§ **Work order**
Search the listing for the string "PartialEq" and copy every line that contains it.

§ **Records for this task**

-.-.-

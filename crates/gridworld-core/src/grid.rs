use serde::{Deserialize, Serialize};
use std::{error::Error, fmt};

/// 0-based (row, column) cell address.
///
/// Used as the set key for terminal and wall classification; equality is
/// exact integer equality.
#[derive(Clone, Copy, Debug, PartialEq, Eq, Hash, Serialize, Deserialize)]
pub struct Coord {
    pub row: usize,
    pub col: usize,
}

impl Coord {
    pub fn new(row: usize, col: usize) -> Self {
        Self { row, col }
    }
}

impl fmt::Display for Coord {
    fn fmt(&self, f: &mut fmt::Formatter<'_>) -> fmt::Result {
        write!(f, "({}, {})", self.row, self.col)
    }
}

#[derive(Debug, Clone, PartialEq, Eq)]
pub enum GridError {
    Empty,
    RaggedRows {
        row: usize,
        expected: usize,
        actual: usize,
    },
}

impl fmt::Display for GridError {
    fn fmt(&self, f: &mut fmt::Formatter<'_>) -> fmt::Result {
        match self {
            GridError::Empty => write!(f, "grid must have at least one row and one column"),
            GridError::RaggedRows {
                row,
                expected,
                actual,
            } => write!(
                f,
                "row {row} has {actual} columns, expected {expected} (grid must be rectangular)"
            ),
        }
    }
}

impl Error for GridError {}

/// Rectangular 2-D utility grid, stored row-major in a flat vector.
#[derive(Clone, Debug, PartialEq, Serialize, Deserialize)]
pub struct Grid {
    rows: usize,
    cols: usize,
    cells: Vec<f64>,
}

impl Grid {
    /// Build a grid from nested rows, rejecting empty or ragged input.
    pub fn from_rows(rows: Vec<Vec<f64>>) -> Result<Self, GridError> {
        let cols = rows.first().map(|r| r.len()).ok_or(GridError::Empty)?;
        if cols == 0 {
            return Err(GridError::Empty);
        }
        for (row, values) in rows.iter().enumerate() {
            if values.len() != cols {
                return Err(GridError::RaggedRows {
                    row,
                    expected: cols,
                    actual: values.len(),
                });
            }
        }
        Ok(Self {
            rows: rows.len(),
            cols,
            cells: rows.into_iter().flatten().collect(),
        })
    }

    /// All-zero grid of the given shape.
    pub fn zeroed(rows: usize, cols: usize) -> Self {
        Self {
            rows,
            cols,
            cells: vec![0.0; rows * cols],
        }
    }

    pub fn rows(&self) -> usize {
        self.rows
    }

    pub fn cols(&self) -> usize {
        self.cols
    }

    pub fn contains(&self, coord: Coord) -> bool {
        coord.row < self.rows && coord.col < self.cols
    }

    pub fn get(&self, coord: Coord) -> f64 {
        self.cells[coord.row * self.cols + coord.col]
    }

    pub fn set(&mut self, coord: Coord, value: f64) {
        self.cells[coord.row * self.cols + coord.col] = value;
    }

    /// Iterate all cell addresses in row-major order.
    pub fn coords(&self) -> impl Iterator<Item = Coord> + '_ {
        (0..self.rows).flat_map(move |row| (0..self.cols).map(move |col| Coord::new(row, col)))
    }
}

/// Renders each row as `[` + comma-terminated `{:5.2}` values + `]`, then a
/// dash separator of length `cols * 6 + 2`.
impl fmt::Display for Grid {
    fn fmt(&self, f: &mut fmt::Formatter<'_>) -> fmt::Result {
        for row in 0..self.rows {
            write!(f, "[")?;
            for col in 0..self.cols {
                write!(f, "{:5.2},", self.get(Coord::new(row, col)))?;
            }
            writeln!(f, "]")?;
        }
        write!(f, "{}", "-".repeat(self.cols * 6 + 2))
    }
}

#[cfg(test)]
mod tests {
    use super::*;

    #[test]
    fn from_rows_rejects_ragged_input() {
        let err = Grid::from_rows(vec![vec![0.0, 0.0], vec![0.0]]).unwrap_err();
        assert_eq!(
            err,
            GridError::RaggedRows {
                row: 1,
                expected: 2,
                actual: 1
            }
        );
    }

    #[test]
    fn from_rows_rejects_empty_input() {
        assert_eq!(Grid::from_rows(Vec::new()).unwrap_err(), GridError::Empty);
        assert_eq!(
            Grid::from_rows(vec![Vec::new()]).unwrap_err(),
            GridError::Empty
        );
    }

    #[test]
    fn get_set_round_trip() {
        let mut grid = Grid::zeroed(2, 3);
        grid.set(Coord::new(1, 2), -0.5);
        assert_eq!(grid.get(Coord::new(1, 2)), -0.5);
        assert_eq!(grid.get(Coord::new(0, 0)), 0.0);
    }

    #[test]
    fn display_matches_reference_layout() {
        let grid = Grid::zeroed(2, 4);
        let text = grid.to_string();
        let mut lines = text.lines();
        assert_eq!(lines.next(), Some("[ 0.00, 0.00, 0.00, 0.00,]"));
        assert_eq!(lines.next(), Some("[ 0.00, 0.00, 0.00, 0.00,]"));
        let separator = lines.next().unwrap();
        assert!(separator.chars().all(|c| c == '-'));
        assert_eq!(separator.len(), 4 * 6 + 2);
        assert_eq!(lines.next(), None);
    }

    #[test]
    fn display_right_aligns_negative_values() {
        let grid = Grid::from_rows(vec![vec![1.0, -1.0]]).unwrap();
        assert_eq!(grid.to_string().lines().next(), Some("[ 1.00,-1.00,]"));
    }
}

-.-.-

§ **Response to this task**
#[derive(Clone, Copy, Debug, PartialEq, Eq, Hash, Serialize, Deserialize)]
#[derive(Debug, Clone, PartialEq, Eq)]
#[derive(Clone, Debug, PartialEq, Serialize, Deserialize)]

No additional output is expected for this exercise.